La vicenda – Cinque diversi casi di violenza sessuale, fra cui quello ai danni della sua ex moglie, per la quale è stato chiamato a rispondere anche di maltrattamento, lesioni e stalking. In merito a questi capi d’imputazione, è intervenuta la prescrizione. «Non ci resta che ricorrere alla Cedu e fare causa allo Stato, che non ha protetto né la mia assistita né suo figlio per tutti questi anni in cui ha chiesto aiuto alle autorità», ha dichiarato Maria Teresa Zampogna, legale dell’ex moglie di Di Fazio, che si è costituita parte civile. «La giustizia è arrivata troppo in ritardo».
Le violenze sono state denunciate a marzo 2021 da una studentessa ventunenne, che era stata convinta a incontrare Di Fazio con la promessa di uno stage. Poi l’avrebbe drogata e avrebbe approfittato di lei.
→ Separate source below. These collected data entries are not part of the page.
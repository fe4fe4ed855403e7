/// MarkerWorker - name/tag cache for a single native handle

use std::sync::{Arc, Weak};

use crate::gfx_error;
use crate::marker::{MarkerDevice, ObjectType, RawHandle};

/// Name and tag cache for one native handle
///
/// Owned by a marker provider, never used directly by wrapper types. The
/// worker caches the last name and tag it was given and, when the device
/// reported debug-marker support at construction time and a handle is
/// assigned, forwards changed values to the driver.
///
/// The device reference is non-owning. A worker whose device has been dropped
/// keeps caching values but panics as soon as a driver call would be issued;
/// callers must keep the device alive for as long as markers are applied.
pub struct MarkerWorker {
    /// Non-owning device back-reference
    device: Weak<dyn MarkerDevice>,
    /// Extension support, queried once at construction
    markers_supported: bool,
    /// Cached object name ("" until first set)
    name: String,
    /// Cached tag payload (empty until first set)
    tag_data: Vec<u8>,
    /// Cached tag identifier
    tag_id: u64,
    /// Tracked native handle
    handle: Option<RawHandle>,
    /// Type of the object the handle refers to
    object_type: ObjectType,
}

impl MarkerWorker {
    /// Create a worker bound to a device and object type
    ///
    /// The device's debug-marker support is queried here and cached for the
    /// worker's lifetime.
    pub fn new(device: &Arc<dyn MarkerDevice>, object_type: ObjectType) -> Self {
        Self {
            device: Arc::downgrade(device),
            markers_supported: device.debug_markers_supported(),
            name: String::new(),
            tag_data: Vec::new(),
            tag_id: 0,
            handle: None,
            object_type,
        }
    }

    /// Returns the cached name ("" if never set)
    pub fn name(&self) -> &str {
        &self.name
    }

    /// Returns the cached tag as (identifier, payload bytes)
    ///
    /// The payload is empty if no tag was ever set.
    pub fn tag(&self) -> (u64, &[u8]) {
        (self.tag_id, &self.tag_data)
    }

    /// Returns the tracked native handle
    pub fn handle(&self) -> Option<RawHandle> {
        self.handle
    }

    /// Returns the object type the worker was created with
    pub fn object_type(&self) -> ObjectType {
        self.object_type
    }

    /// Update the cached name and forward it to the driver
    ///
    /// If `name` equals the cached value and `force` is false, no driver call
    /// is issued. The driver call also requires extension support and an
    /// assigned handle; without either, the update is cache-only.
    ///
    /// # Arguments
    ///
    /// * `name` - New object name
    /// * `force` - Reissue the driver call even for an unchanged name
    pub fn set_name(&mut self, name: &str, force: bool) {
        if self.name == name && !force {
            return;
        }

        self.name.clear();
        self.name.push_str(name);

        if let Some(handle) = self.handle {
            self.apply_name(handle);
        }
    }

    /// Update the cached tag and forward it to the driver
    ///
    /// Skip logic matches [`set_name`](MarkerWorker::set_name): an unchanged
    /// (identifier, payload) pair without `force` issues no driver call.
    ///
    /// # Arguments
    ///
    /// * `tag_id` - 64-bit tag identifier
    /// * `data` - Tag payload; must not be empty
    /// * `force` - Reissue the driver call even for an unchanged tag
    pub fn set_tag(&mut self, tag_id: u64, data: &[u8], force: bool) {
        assert!(!data.is_empty(), "marker tag payload must not be empty");

        if self.tag_id == tag_id && self.tag_data == data && !force {
            return;
        }

        self.tag_id = tag_id;
        self.tag_data.clear();
        self.tag_data.extend_from_slice(data);

        if let Some(handle) = self.handle {
            self.apply_tag(handle);
        }
    }

    /// Replace the tracked native handle
    ///
    /// `Some -> None` and `None -> Some` transitions are allowed. Assigning a
    /// second handle while one is tracked is a programming error.
    pub fn set_handle(&mut self, handle: Option<RawHandle>) {
        assert!(
            self.handle.is_none() || handle.is_none(),
            "marker worker already tracks a native handle; clear it before assigning a new one"
        );
        debug_assert!(
            handle != Some(0),
            "a null handle is represented by None, not Some(0)"
        );

        self.handle = handle;
    }

    /// Issue the driver name call for `handle`, if the extension is available
    fn apply_name(&self, handle: RawHandle) {
        if !self.markers_supported {
            return;
        }

        let device = self.upgrade_device();
        if let Err(e) = device.set_object_name(self.object_type, handle, &self.name) {
            gfx_error!(
                "nebula::marker",
                "Failed to assign debug name {:?} to {:?} handle {:#x}: {}",
                self.name,
                self.object_type,
                handle,
                e
            );
        }
    }

    /// Issue the driver tag call for `handle`, if the extension is available
    fn apply_tag(&self, handle: RawHandle) {
        if !self.markers_supported {
            return;
        }

        let device = self.upgrade_device();
        if let Err(e) = device.set_object_tag(self.object_type, handle, self.tag_id, &self.tag_data)
        {
            gfx_error!(
                "nebula::marker",
                "Failed to attach debug tag {:#x} to {:?} handle {:#x}: {}",
                self.tag_id,
                self.object_type,
                handle,
                e
            );
        }
    }

    /// Upgrade the device back-reference, failing fast if it expired
    fn upgrade_device(&self) -> Arc<dyn MarkerDevice> {
        self.device
            .upgrade()
            .expect("marker device was dropped while a marker worker still references it")
    }
}

// ============================================================================
// Tests
// ============================================================================

#[cfg(test)]
#[path = "worker_tests.rs"]
mod tests;
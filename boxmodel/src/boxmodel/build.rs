use common::geom::{Line, Pt};
use common::shapes::Shape;

use super::types::{Counts, Node, NodePool, Slot, SlotKind, Tag};

// Basis evaluation: the horizontal axis line carries u, the vertical carries
// v, mapping normalized [0,1]^2 traversal coordinates to world space.
pub(crate) fn world(axis_h: &Line, axis_v: &Line, u: f64, v: f64) -> Pt {
    Pt::new(axis_h.at(u).x, axis_v.at(v).y)
}

// Fair bisection order: 1/2, 1/4, 3/4, 1/8, 3/8, 5/8, 7/8, ... Always the
// unexplored midpoint of the densest unexplored gap; denominators are powers
// of two.
pub(crate) fn subdiv(i: u32) -> f64 {
    let level = 31 - (i + 1).leading_zeros();
    let k = i + 1 - (1u32 << level);
    (2 * k + 1) as f64 / (1u64 << (level + 1)) as f64
}

// Descend exactly `depth` levels toward the probe point (u, v), materializing
// unknown slots into fresh 4-tuples along the way, and mark the final cell
// perimeter. Returns the slot now standing where `slot` was.
pub(crate) fn insert(
    pool: &mut NodePool,
    slot: Slot,
    u: f64,
    v: f64,
    x: f64,
    y: f64,
    size: f64,
    depth: u32,
) -> Slot {
    if depth == 0 {
        return Slot::tag(Tag::Perimeter);
    }
    let node_idx = match slot.as_node() {
        Some(node_idx) => node_idx,
        None => {
            let node_idx = pool.len() as u32;
            pool.push(Node::filled(slot));
            node_idx
        }
    };
    let half = size * 0.5;
    let mut child = 0u8;
    let (mut cx, mut cy) = (x, y);
    if u >= x + half {
        child |= 1;
        cx += half;
    }
    if v >= y + half {
        child |= 2;
        cy += half;
    }
    let sub = pool[node_idx as usize].child(child);
    let sub = insert(pool, sub, u, v, cx, cy, half, depth - 1);
    pool[node_idx as usize].set_child(child, sub);
    Slot::node(node_idx)
}

// Scan phase: one horizontal and one vertical probe per bisection offset,
// inserting a perimeter leaf at full depth for every boundary crossing the
// shape reports. Enumerating every bisection level down to denominator
// 2^(depth+1) puts a probe through the interior of every row and column of
// cells at the target depth, so only boundary-adjacent regions subdivide.
pub(crate) fn scan(
    shape: &dyn Shape,
    depth: u32,
    axis_h: &Line,
    axis_v: &Line,
    pool: &mut NodePool,
) -> Slot {
    let mut start = Slot::tag(Tag::Unknown);
    let probes = (1u32 << (depth + 1)) - 1;
    let mut ts = Vec::new();
    for i in 0..probes {
        let offset = subdiv(i);

        let h_line = Line::new(
            world(axis_h, axis_v, 0.0, offset),
            world(axis_h, axis_v, 1.0, offset),
        );
        ts.clear();
        shape.line_intersections(&h_line, &mut ts, 0);
        for &t in &ts {
            // Endpoint hits lie on the bounding rect itself; the orthogonal
            // scan recovers any shape edge coincident with it.
            if t > 0.0 && t < 1.0 {
                start = insert(pool, start, t, offset, 0.0, 0.0, 1.0, depth);
            }
        }

        let v_line = Line::new(
            world(axis_h, axis_v, offset, 0.0),
            world(axis_h, axis_v, offset, 1.0),
        );
        ts.clear();
        shape.line_intersections(&v_line, &mut ts, 0);
        for &t in &ts {
            if t > 0.0 && t < 1.0 {
                start = insert(pool, start, offset, t, 0.0, 0.0, 1.0, depth);
            }
        }
    }
    start
}

// Tag phase: every unknown leaf is classified by a single containment sample
// at the cell center; all three terminal tags are counted. No unknown leaf
// survives this walk.
pub(crate) fn tag_leaves(
    pool: &mut NodePool,
    slot: Slot,
    x: f64,
    y: f64,
    size: f64,
    axis_h: &Line,
    axis_v: &Line,
    shape: &dyn Shape,
    counts: &mut Counts,
) -> Slot {
    match slot.kind() {
        SlotKind::Parent(node_idx) => {
            let half = size * 0.5;
            for child in 0..4u8 {
                let cx = x + if child & 1 != 0 { half } else { 0.0 };
                let cy = y + if child & 2 != 0 { half } else { 0.0 };
                let sub = pool[node_idx as usize].child(child);
                let sub = tag_leaves(pool, sub, cx, cy, half, axis_h, axis_v, shape, counts);
                pool[node_idx as usize].set_child(child, sub);
            }
            slot
        }
        SlotKind::Leaf(Tag::Perimeter) => {
            counts.perimeter += 1;
            slot
        }
        SlotKind::Leaf(Tag::Inside) => {
            counts.inside += 1;
            slot
        }
        SlotKind::Leaf(Tag::Outside) => {
            counts.outside += 1;
            slot
        }
        SlotKind::Leaf(Tag::Unknown) => {
            let center = world(axis_h, axis_v, x + size * 0.5, y + size * 0.5);
            if shape.contains(center) {
                counts.inside += 1;
                Slot::tag(Tag::Inside)
            } else {
                counts.outside += 1;
                Slot::tag(Tag::Outside)
            }
        }
    }
}

#[derive(Debug, Default)]
pub(crate) struct SumAcc {
    pub(crate) weight: f64,
    pub(crate) wu: f64,
    pub(crate) wv: f64,
}

// Sum phase: accumulate cell weights and weighted centers in normalized
// space. Inside cells weigh size^2, perimeter cells half that; the caller
// scales to world units once at the end, which keeps the partial sums free
// of world-magnitude terms.
pub(crate) fn sum_leaves(pool: &NodePool, slot: Slot, x: f64, y: f64, size: f64, acc: &mut SumAcc) {
    match slot.kind() {
        SlotKind::Parent(node_idx) => {
            let half = size * 0.5;
            let node = pool[node_idx as usize];
            for child in 0..4u8 {
                let cx = x + if child & 1 != 0 { half } else { 0.0 };
                let cy = y + if child & 2 != 0 { half } else { 0.0 };
                sum_leaves(pool, node.child(child), cx, cy, half, acc);
            }
        }
        SlotKind::Leaf(tag) => {
            let w = match tag {
                Tag::Inside => size * size,
                Tag::Perimeter => size * size * 0.5,
                Tag::Outside | Tag::Unknown => return,
            };
            acc.weight += w;
            acc.wu += w * (x + size * 0.5);
            acc.wv += w * (y + size * 0.5);
        }
    }
}
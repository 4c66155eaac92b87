use common::geom::{convex_hull, Line, Pt, Rect};
use common::shapes::{Boolean, Circle, Polygon, Shape};

use rand::rngs::StdRng;
use rand::SeedableRng;

#[test]
fn test_rect_accessors() {
    let rect = Rect::new(Pt::new(1.0, 2.0), Pt::new(4.0, 8.0));
    assert_eq!(rect.width(), 3.0);
    assert_eq!(rect.height(), 6.0);
    assert_eq!(rect.area(), 18.0);
    assert_eq!(rect.center(), Pt::new(2.5, 5.0));
    assert!(rect.contains_point(Pt::new(1.0, 2.0)));
    assert!(rect.contains_point(Pt::new(4.0, 8.0)));
    assert!(!rect.contains_point(Pt::new(4.1, 5.0)));
}

#[test]
fn test_rect_from_points() {
    let pts = [Pt::new(3.0, -1.0), Pt::new(-2.0, 5.0), Pt::new(0.0, 0.0)];
    let rect = Rect::from_points(&pts).unwrap();
    assert_eq!(rect.min, Pt::new(-2.0, -1.0));
    assert_eq!(rect.max, Pt::new(3.0, 5.0));
    assert!(Rect::from_points(&[]).is_none());
}

#[test]
fn test_clip_line_through() {
    let rect = Rect::new(Pt::new(0.0, 0.0), Pt::new(1.0, 1.0));
    let line = Line::new(Pt::new(-1.0, 0.5), Pt::new(2.0, 0.5));
    let (t0, t1) = rect.clip_line(&line).unwrap();
    assert!((line.at(t0).x - 0.0).abs() < 1e-12);
    assert!((line.at(t1).x - 1.0).abs() < 1e-12);
}

#[test]
fn test_clip_line_miss() {
    let rect = Rect::new(Pt::new(0.0, 0.0), Pt::new(1.0, 1.0));
    let line = Line::new(Pt::new(-1.0, 2.0), Pt::new(2.0, 2.0));
    assert!(rect.clip_line(&line).is_none());
}

#[test]
fn test_clip_line_inside() {
    let rect = Rect::new(Pt::new(0.0, 0.0), Pt::new(1.0, 1.0));
    let line = Line::new(Pt::new(0.25, 0.25), Pt::new(0.75, 0.75));
    assert_eq!(rect.clip_line(&line), Some((0.0, 1.0)));
}

#[test]
fn test_rect_sample() {
    let rect = Rect::new(Pt::new(2.0, 3.0), Pt::new(6.0, 8.0));
    // Use a fixed seed for reproducibility.
    let mut rng: StdRng = SeedableRng::seed_from_u64(123);
    for _ in 0..10 {
        let p = rect.sample(&mut rng);
        assert!(rect.contains_point(p));
    }
}

#[test]
fn test_convex_hull_square_with_interior() {
    let pts = [
        Pt::new(0.0, 0.0),
        Pt::new(1.0, 0.0),
        Pt::new(1.0, 1.0),
        Pt::new(0.0, 1.0),
        Pt::new(0.5, 0.5),
        Pt::new(0.25, 0.75),
    ];
    let hull = convex_hull(&pts);
    assert_eq!(hull.len(), 4);
    for corner in [
        Pt::new(0.0, 0.0),
        Pt::new(1.0, 0.0),
        Pt::new(1.0, 1.0),
        Pt::new(0.0, 1.0),
    ] {
        assert!(hull.contains(&corner));
    }
}

#[test]
fn test_circle_contains() {
    let circle = Circle::new(Pt::new(0.0, 0.0), 1.0);
    assert!(circle.contains(Pt::new(0.0, 0.0)));
    assert!(circle.contains(Pt::new(0.999, 0.0)));
    assert!(!circle.contains(Pt::new(1.001, 0.0)));
}

#[test]
fn test_circle_line_intersections() {
    let circle = Circle::new(Pt::new(0.0, 0.0), 1.0);
    let line = Line::new(Pt::new(-2.0, 0.0), Pt::new(2.0, 0.0));
    let mut hits = Vec::new();
    circle.line_intersections(&line, &mut hits, 0);
    hits.sort_by(f64::total_cmp);
    assert_eq!(hits.len(), 2);
    assert!((line.at(hits[0]).x + 1.0).abs() < 1e-12);
    assert!((line.at(hits[1]).x - 1.0).abs() < 1e-12);

    // The limit caps how many crossings are reported.
    let mut capped = Vec::new();
    circle.line_intersections(&line, &mut capped, 1);
    assert_eq!(capped.len(), 1);
}

#[test]
fn test_circle_hull_bounds() {
    let circle = Circle::new(Pt::new(2.0, -1.0), 3.0);
    let rect = Rect::from_points(&circle.convex_hull()).unwrap();
    assert!((rect.min.x + 1.0).abs() < 1e-12);
    assert!((rect.max.x - 5.0).abs() < 1e-12);
    assert!((rect.min.y + 4.0).abs() < 1e-12);
    assert!((rect.max.y - 2.0).abs() < 1e-12);
}

#[test]
fn test_polygon_contains() {
    let tri = Polygon::triangle(Pt::new(0.0, 0.0), Pt::new(4.0, 0.0), Pt::new(0.0, 4.0));
    assert!(tri.contains(Pt::new(1.0, 1.0)));
    assert!(!tri.contains(Pt::new(3.0, 3.0)));
    assert_eq!(tri.area(), 8.0);
}

#[test]
fn test_polygon_line_intersections() {
    let square = Polygon::new(vec![
        Pt::new(0.0, 0.0),
        Pt::new(1.0, 0.0),
        Pt::new(1.0, 1.0),
        Pt::new(0.0, 1.0),
    ]);
    let line = Line::new(Pt::new(-1.0, 0.5), Pt::new(2.0, 0.5));
    let mut hits = Vec::new();
    square.line_intersections(&line, &mut hits, 0);
    hits.sort_by(f64::total_cmp);
    assert_eq!(hits.len(), 2);
    assert!((line.at(hits[0]).x - 0.0).abs() < 1e-12);
    assert!((line.at(hits[1]).x - 1.0).abs() < 1e-12);
}

#[test]
fn test_boolean_contains() {
    let a = Circle::new(Pt::new(0.0, 0.0), 1.0);
    let b = Circle::new(Pt::new(1.0, 0.0), 1.0);

    let union = Boolean::union(a, b);
    assert!(union.contains(Pt::new(-0.9, 0.0)));
    assert!(union.contains(Pt::new(1.9, 0.0)));

    let inter = Boolean::intersect(a, b);
    assert!(inter.contains(Pt::new(0.5, 0.0)));
    assert!(!inter.contains(Pt::new(-0.5, 0.0)));

    let diff = Boolean::subtract(a, b);
    assert!(diff.contains(Pt::new(-0.5, 0.0)));
    assert!(!diff.contains(Pt::new(0.5, 0.0)));
}

#[test]
fn test_boolean_line_intersections() {
    let a = Circle::new(Pt::new(0.0, 0.0), 1.0);
    let b = Circle::new(Pt::new(1.0, 0.0), 1.0);
    let union = Boolean::union(a, b);

    // A horizontal diameter crosses the union boundary at x = -1 and x = 2;
    // the interior crossings of each operand are swallowed by the other.
    let line = Line::new(Pt::new(-3.0, 0.0), Pt::new(3.0, 0.0));
    let mut hits = Vec::new();
    union.line_intersections(&line, &mut hits, 0);
    let mut xs: Vec<f64> = hits.iter().map(|&t| line.at(t).x).collect();
    xs.sort_by(f64::total_cmp);
    assert_eq!(xs.len(), 2);
    assert!((xs[0] + 1.0).abs() < 1e-9);
    assert!((xs[1] - 2.0).abs() < 1e-9);
}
A consolidare le tesi dell’accusa, le foto che l’uomo avrebbe scattato alla vittima nuda e in stato di incoscienza. Insieme alle foto della ventunenne, sono state ritrovate nel suo computer altre 54 immagini.

Il 23 maggio 2021 è scattato l’arresto per il manager. Da quel momento è cominciato il suo iter giudiziario. Un mese dopo l’arresto, il Gup Anna Magelli aveva chiesto una condanna a quindici anni e sei mesi per il manager, ma nell’udienza di appello che si è tenuta a marzo 2023 il pg Laura Gay è scesa a dodici: inizialmente il caso di violenza sulla studentessa ventunenne era stato trattato singolarmente rispetto agli altri cinque che sono emersi e per questo motivo aveva portato a una pena maggiore.